Spontaneous Evolution: Our Positive Future

(And A Way To Get There From Here)

by Bruce Lipton and Steve Bhaerman

Hay House, 2009.

I highly recommend this book, which I consider to be a tour de force, exploring all aspects of humanity’s life-or-death dilemmas today, as well as the evolutionary and social history that brought us to this point, and our prospects for a Great Turning. Lipton offers his understanding of biology, neuroscience, and their effects on behavior, while Bhaerman (a.k.a. Swami Beyondananda) contributes his perspectives on social structure, politics, and economics, as well as his comic sense of word play. 

Every now and then while reading, I had to set the book down and let my mind reverberate with the implications of what I’d just read.  Sometimes, those reverberations were difficult to put into words, but I can almost tangibly feel them working in my subconscious.  In writing this short review, I needed to keep re-reading key passages, because the information is so mind-blowing, it’s a bit hard to retain!  The old paradigms and assumptions keep reasserting themselves.

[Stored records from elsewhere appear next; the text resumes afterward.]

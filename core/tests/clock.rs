//! SimulationClock state machine: accumulation, control messages,
//! stopped ticks and the event horizon.

use dilation_core::{
    clock::{SimulationClock, TickStatus, INSIDE_HORIZON, TIME_STOPPED},
    command::ControlMessage,
    config::{SimConfig, M87_BODY},
    event::{SimEvent, StopReason},
    gravimetrics::GravityMode,
    host::{HostFrame, ObserverSample, TargetBody},
    kinematics::TickDelta,
};
use glam::DVec3;
use std::f64::consts::SQRT_2;

fn clock() -> SimulationClock {
    let _ = env_logger::builder().is_test(true).try_init();
    SimulationClock::new(&SimConfig::default_test(), ObserverSample::at_time(0.0))
}

fn frame(x: f64, t: f64) -> HostFrame {
    HostFrame::new(ObserverSample::new(DVec3::new(x, 0.0, 0.0), t))
}

fn tokens(list: &[&str]) -> Vec<String> {
    list.iter().map(|s| s.to_string()).collect()
}

fn black_hole(radius: f64) -> TargetBody {
    TargetBody {
        name:       "Gargantua".into(),
        class:      "blackHoleClass".into(),
        mass_solar: 1.0e8,
        radius,
    }
}

/// Stationary for 10 s, then one light-second per ship second.
#[test]
fn rest_then_relativistic_tick() {
    let mut clock = clock();

    let first = clock.advance(&frame(0.0, 10.0), &[]);
    assert_eq!(first.status, TickStatus::Running);
    assert_eq!(first.total_rate, Some(1.0));
    assert_eq!(first.time_rate.as_deref(), Some("1.00x"));
    assert_eq!(first.light_fraction.as_deref(), Some("0.00000%"));
    assert_eq!(first.ship_time.as_deref(), Some("10 seconds"));
    assert_eq!(first.earth_time.as_deref(), Some("10 seconds"));

    let second = clock.advance(&frame(2.998e9, 20.0), &[]);
    let rate = second.total_rate.unwrap();
    assert!((rate - SQRT_2).abs() < 1e-3, "rate {rate}");
    assert_eq!(second.time_rate.as_deref(), Some("1.41x"));

    let state = clock.state();
    assert_eq!(state.ship_time, 20.0);
    assert!((state.earth_time - (10.0 + 10.0 * rate)).abs() < 1e-9);
}

#[test]
fn zero_delta_stops_time() {
    let mut clock = clock();
    clock.advance(&frame(0.0, 5.0), &[]);
    let before = clock.state().clone();

    let out = clock.advance(&frame(1.0e6, 5.0), &[]);
    assert_eq!(out.status, TickStatus::TimeStopped);
    assert_eq!(out.time_rate.as_deref(), Some(TIME_STOPPED));
    assert_eq!(out.ship_time, None);
    assert_eq!(out.earth_time, None);
    assert!(out.events.contains(&SimEvent::TimeStopped {
        tick:   out.tick,
        reason: StopReason::ZeroDelta,
    }));

    assert_eq!(clock.state().ship_time, before.ship_time);
    assert_eq!(clock.state().earth_time, before.earth_time);
    assert_eq!(clock.state().tick, before.tick + 1);
}

/// The jump made while time was stopped is not charged to the next tick.
#[test]
fn stopped_ticks_rebaseline_the_sample() {
    let mut clock = clock();
    clock.advance(&frame(0.0, 0.0), &[]);
    clock.advance(&frame(1.0e12, 0.0), &[]);

    let out = clock.advance(&frame(1.0e12, 1.0), &[]);
    assert_eq!(out.total_rate, Some(1.0));
    assert_eq!(clock.state().earth_time, 1.0);
}

#[test]
fn reset_zeroes_time_but_keeps_flags() {
    let mut clock = clock();
    clock.advance(&frame(1.0e9, 100.0), &[]);
    clock.advance(&frame(1.0e9, 110.0), &tokens(&["disableShip", "pause"]));
    clock.inject_earth_offset(3600.0);
    assert!(clock.state().earth_time > 100.0);

    clock.advance(&frame(1.0e9, 110.0), &tokens(&["resetTime"]));

    let state = clock.state();
    assert_eq!(state.ship_time, 0.0);
    assert_eq!(state.earth_time, 0.0);
    assert_eq!(state.earth_time_offset, 0.0);
    assert!(state.ship_paused);
    assert!(state.paused);
}

#[test]
fn messages_apply_before_physics_in_the_same_tick() {
    let mut clock = clock();
    clock.advance(&frame(0.0, 50.0), &[]);

    let out = clock.advance(&frame(0.0, 60.0), &tokens(&["reset"]));
    assert_eq!(clock.state().ship_time, 10.0);
    assert_eq!(clock.state().earth_time, 10.0);
    assert!(matches!(out.events[0], SimEvent::ControlApplied { message: ControlMessage::ResetTime, .. }));
    assert!(matches!(out.events.last(), Some(SimEvent::TimeAccumulated { .. })));
}

#[test]
fn global_pause_reports_time_stopped() {
    let mut clock = clock();
    let paused = clock.advance(&frame(0.0, 10.0), &tokens(&["pause"]));
    assert_eq!(paused.time_rate.as_deref(), Some(TIME_STOPPED));
    assert!(paused.events.contains(&SimEvent::TimeStopped {
        tick:   paused.tick,
        reason: StopReason::Paused,
    }));
    clock.advance(&frame(0.0, 20.0), &[]);
    assert_eq!(clock.state().ship_time, 0.0);

    clock.advance(&frame(0.0, 25.0), &tokens(&["unpause"]));
    assert_eq!(clock.state().ship_time, 5.0);
    assert_eq!(clock.state().earth_time, 5.0);
}

#[test]
fn disabled_earth_track_freezes_earth_only() {
    let mut clock = clock();
    let out = clock.advance(&frame(2.998e9, 10.0), &tokens(&["disableEarth"]));

    assert_eq!(out.earth_time, None);
    assert_eq!(out.time_rate, None);
    assert_eq!(out.light_fraction, None);
    assert_eq!(out.ship_time.as_deref(), Some("10 seconds"));
    assert!(out.total_rate.is_some());
    assert_eq!(clock.state().earth_time, 0.0);

    clock.advance(&frame(2.998e9, 20.0), &tokens(&["enableEarth", "pauseShip"]));
    assert_eq!(clock.state().earth_time, 10.0);
    assert_eq!(clock.state().ship_time, 10.0);

    clock.advance(&frame(2.998e9, 30.0), &tokens(&["resumeShip"]));
    assert_eq!(clock.state().ship_time, 20.0);
}

#[test]
fn inside_horizon_freezes_earth_but_not_ship() {
    let mut clock = clock();
    clock.advance(&frame(0.0, 10.0), &[]);

    let out = clock.advance(&frame(0.0, 20.0).with_target(black_hole(1.0)), &[]);
    assert_eq!(out.status, TickStatus::InsideHorizon);
    assert_eq!(out.time_rate.as_deref(), Some(INSIDE_HORIZON));
    assert!(out.gravity_factor.unwrap().is_nan());
    assert_eq!(out.velocity_rate, Some(1.0));
    assert_eq!(out.total_rate, None);
    assert_eq!(out.earth_time, None);
    assert_eq!(out.ship_time.as_deref(), Some("20 seconds"));
    assert!(out.events.iter().any(|e| matches!(e, SimEvent::HorizonReached { .. })));

    assert_eq!(clock.state().earth_time, 10.0);
    assert_eq!(clock.state().ship_time, 20.0);

    // Leaving the horizon resumes normal accounting.
    let out = clock.advance(&frame(0.0, 30.0), &[]);
    assert_eq!(out.status, TickStatus::Running);
    assert_eq!(clock.state().earth_time, 20.0);
}

#[test]
fn gravitating_target_speeds_up_earth() {
    let mut clock = clock();
    let target = black_hole(1.0e13);
    let out = clock.advance(&frame(0.0, 10.0).with_target(target), &[]);

    let g = out.gravity_factor.unwrap();
    assert!(g > 1.0);
    assert_eq!(out.total_rate, Some(g));
    assert!((clock.state().earth_time - 10.0 * g).abs() < 1e-9);
}

#[test]
fn fixed_body_mode_ignores_targets() {
    let config = SimConfig {
        gravity: GravityMode::FixedBody { body: M87_BODY },
        ..SimConfig::default_test()
    };
    let mut clock = SimulationClock::new(&config, ObserverSample::at_time(0.0));

    let out = clock.advance(&frame(0.0, 1.0).with_target(black_hole(1.0)), &[]);
    let rate = out.total_rate.unwrap();
    assert!(rate > 1.9 && rate < 2.1, "rate {rate}");
    assert_eq!(out.time_rate.as_deref(), Some(format!("{rate:.2}x").as_str()));
}

#[test]
fn override_text_replaces_rate_display_only() {
    let mut clock = clock();
    let mut f = frame(2.998e9, 10.0);
    f.override_rate_text = Some("Warp factor 9".into());

    let out = clock.advance(&f, &[]);
    assert_eq!(out.time_rate.as_deref(), Some("Warp factor 9"));
    assert!((out.total_rate.unwrap() - SQRT_2).abs() < 1e-3);
    assert!(clock.state().earth_time > 14.0);

    let mut f = frame(2.998e9, 20.0);
    f.override_rate_text = Some(String::new());
    let out = clock.advance(&f, &[]);
    assert_eq!(out.time_rate.as_deref(), Some("1.00x"));
}

#[test]
fn host_clock_rewind_is_a_discontinuity() {
    let mut clock = clock();
    clock.advance(&frame(0.0, 10.0), &[]);

    let out = clock.advance(&frame(0.0, 5.0), &[]);
    assert_eq!(out.status, TickStatus::TimeStopped);
    assert!(out.events.contains(&SimEvent::ClockRewound { tick: out.tick, delta_t: -5.0 }));
    assert_eq!(clock.state().ship_time, 10.0);

    clock.advance(&frame(0.0, 15.0), &[]);
    assert_eq!(clock.state().ship_time, 20.0);
}

#[test]
fn sync_total_survives_reset() {
    let mut clock = clock();
    clock.advance(&frame(0.0, 10.0), &[]);
    clock.inject_earth_offset(50.0);

    let out = clock.advance(&frame(0.0, 10.0), &tokens(&["syncTime"]));
    assert!(out.events.contains(&SimEvent::EarthTimeSynced { tick: out.tick, earth_total: 60.0 }));

    clock.advance(&frame(0.0, 10.0), &tokens(&["resetTime"]));
    assert_eq!(clock.state().synced_earth_time, Some(60.0));

    let out = clock.advance(&frame(0.0, 11.0), &[]);
    assert_eq!(out.synced_earth_time.as_deref(), Some("60 seconds"));
    assert_eq!(out.earth_time.as_deref(), Some("1 seconds"));
}

#[test]
fn offset_shows_in_earth_display() {
    let mut clock = clock();
    clock.inject_earth_offset(7200.0);
    let out = clock.advance(&frame(0.0, 60.0), &[]);
    assert_eq!(out.earth_time.as_deref(), Some("2 hours|1 minutes"));
    assert_eq!(clock.state().earth_time, 60.0);
}

#[test]
fn status_reports_without_changing_state() {
    let mut clock = clock();
    clock.advance(&frame(0.0, 10.0), &[]);
    let before = clock.state().clone();

    let out = clock.advance(&frame(0.0, 10.0), &tokens(&["status"]));
    assert!(out.events.contains(&SimEvent::StatusReported {
        tick:        out.tick,
        earth_total: 10.0,
        ship_total:  10.0,
    }));
    assert_eq!(clock.state().earth_time, before.earth_time);
    assert_eq!(clock.state().paused, before.paused);
}

#[test]
fn unknown_tokens_are_ignored() {
    let mut clock = clock();
    let out = clock.advance(&frame(0.0, 10.0), &tokens(&["engage", "", "  pause  ", "PAUSE"]));

    let applied: Vec<_> = out
        .events
        .iter()
        .filter_map(|e| match e {
            SimEvent::ControlApplied { message, .. } => Some(*message),
            _ => None,
        })
        .collect();
    assert_eq!(applied, vec![ControlMessage::Pause]);
    assert!(clock.state().paused);
}

#[test]
fn advance_delta_accepts_measured_deltas() {
    let mut clock = clock();
    let out = clock.advance_delta(TickDelta { distance: 0.0, delta_t: 0.0 }, None, &[]);
    assert_eq!(out.status, TickStatus::TimeStopped);

    let out = clock.advance_delta(
        TickDelta { distance: 2.998e9, delta_t: 10.0 },
        None,
        &[ControlMessage::SyncTime],
    );
    assert!((out.total_rate.unwrap() - SQRT_2).abs() < 1e-3);
    assert_eq!(clock.state().synced_earth_time, Some(0.0));
}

And the book explains why this happens, how belief shapes so many aspects of our lives.  “The battle we face now is not against some external king, but rather against our own internal conscious and unconscious limitations, against our distorted misperception of human nature and human potential” (p. 65) 

The authors discuss in depth four key “myth-perceptions of the Apocalypse”:  Only Matter Matters, Survival of the Fittest, It’s in Your Genes, and Evolution is Random (pp. 85-204).  I found that I already “know” that these ain’t necessarily so, but because such beliefs are widely held in our society, they no doubt influence me. I often wondered, “Do people really believe these things?” but then I see the effects in the world around me—especially in the greedy behavior of corporations I discussed above. 

Lipton and Bhaerman explore how belief shapes our lives on a cellular, even genetic level—it’s really amazing!  They explain how the new science of “epigenetics” is transforming biomedical science, with the discovery that  “environmental signals control gene activity” (p. 132).  And these environmental signals, in turn, come from a whole complex of neurological/biochemical/physiological responses to—guess what!—beliefs held in the “mind” and their correlates in the nervous system and brain.  The description of all these interactions doesn’t seem the slightest bit reductionistic to me; on the contrary, I find the whole business rather spiritual, demonstrating the Intelligence at work in all life.

One concept that probably blew my mind more than any other in this book arises out of the insights of fractal geometry applied to cellular biology.  Quite a leap, huh?  It has to do, among other things, with the surface area of cell membranes, and the “perception proteins” that form a monolayer in the membrane.  I really can’t find any way to summarize this concept, so I can only suggest you read pages 228-229 for just one example of the authors’ ability to bring apparently disparate branches of knowledge together into a paradigm-shifting gestalt.

Early in the book, Lipton and Bhaerman declare, “Becoming conscious of our subconscious beliefs and programming is the gateway to spontaneous evolution.”  This book certainly helped me in that direction, and leaves me with a well-grounded hope that the Intelligence that got us this far can prevail, especially if we humans take responsibility for our belief systems and their effects on our own lives and the living systems of Earth.  The authors suggest that we “embrace our power with all due humility,” reminding us that “everything we do individually to become more coherent and compassionate will reverberate in the field like ripples on a pond.  Like begats like.  As you sow, so shall you reap.”

Read the book for some refreshing evidence of our capacity to evolve and transform individually and collectively, and some indicators of how we can more actively do so.